**PROBLEM DETAILS:**
Return each line of the records holding the string "Ordering".

**RECORDS TO USE:**
//! Cancellation token shared by the sync driver and its handle.
//!
//! Cloning the token shares state; cancelling any clone cancels all of them
//! and wakes every task parked in [`CancellationToken::cancelled`].

use std::sync::atomic::{AtomicBool, Ordering};
use std::sync::Arc;
use std::time::Duration;
use tokio::sync::Notify;

#[derive(Debug, Default)]
struct Inner {
    cancelled: AtomicBool,
    notify: Notify,
}

/// A cancellation token for cooperative cancellation of async loops.
///
/// # Example
///
/// ```
/// use syncwire::cancel::CancellationToken;
///
/// let token = CancellationToken::new();
/// let token_clone = token.clone();
///
/// token_clone.cancel();
/// assert!(token.is_cancelled());
/// ```
#[derive(Debug, Clone, Default)]
pub struct CancellationToken {
    inner: Arc<Inner>,
}

impl CancellationToken {
    /// Create a new cancellation token.
    pub fn new() -> Self {
        Self::default()
    }

    /// Request cancellation and wake all waiters.
    pub fn cancel(&self) {
        self.inner.cancelled.store(true, Ordering::SeqCst);
        self.inner.notify.notify_waiters();
    }

    /// Check if cancellation has been requested.
    pub fn is_cancelled(&self) -> bool {
        self.inner.cancelled.load(Ordering::SeqCst)
    }

    /// Wait until cancellation is requested.
    pub async fn cancelled(&self) {
        loop {
            // Register before checking so a concurrent cancel() cannot slip
            // between the check and the await.
            let notified = self.inner.notify.notified();
            if self.is_cancelled() {
                return;
            }
            notified.await;
        }
    }

    /// Sleep for `duration`, returning early with `Err` if cancelled.
    pub async fn sleep(&self, duration: Duration) -> Result<(), CancelledError> {
        self.check()?;
        if duration.is_zero() {
            return Ok(());
        }
        tokio::select! {
            _ = tokio::time::sleep(duration) => Ok(()),
            _ = self.cancelled() => Err(CancelledError),
        }
    }

    /// Check cancellation and return an error if cancelled.
    pub fn check(&self) -> Result<(), CancelledError> {
        if self.is_cancelled() {
            Err(CancelledError)
        } else {
            Ok(())
        }
    }
}

/// Error returned when an operation is cancelled.
#[derive(Debug, Clone, Copy, PartialEq, Eq)]
pub struct CancelledError;

impl std::fmt::Display for CancelledError {
    fn fmt(&self, f: &mut std::fmt::Formatter<'_>) -> std::fmt::Result {
        write!(f, "Operation was cancelled")
    }
}

impl std::error::Error for CancelledError {}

**EXERCISE ANSWER:**
use std::sync::atomic::{AtomicBool, Ordering};
        self.inner.cancelled.store(true, Ordering::SeqCst);
        self.inner.cancelled.load(Ordering::SeqCst)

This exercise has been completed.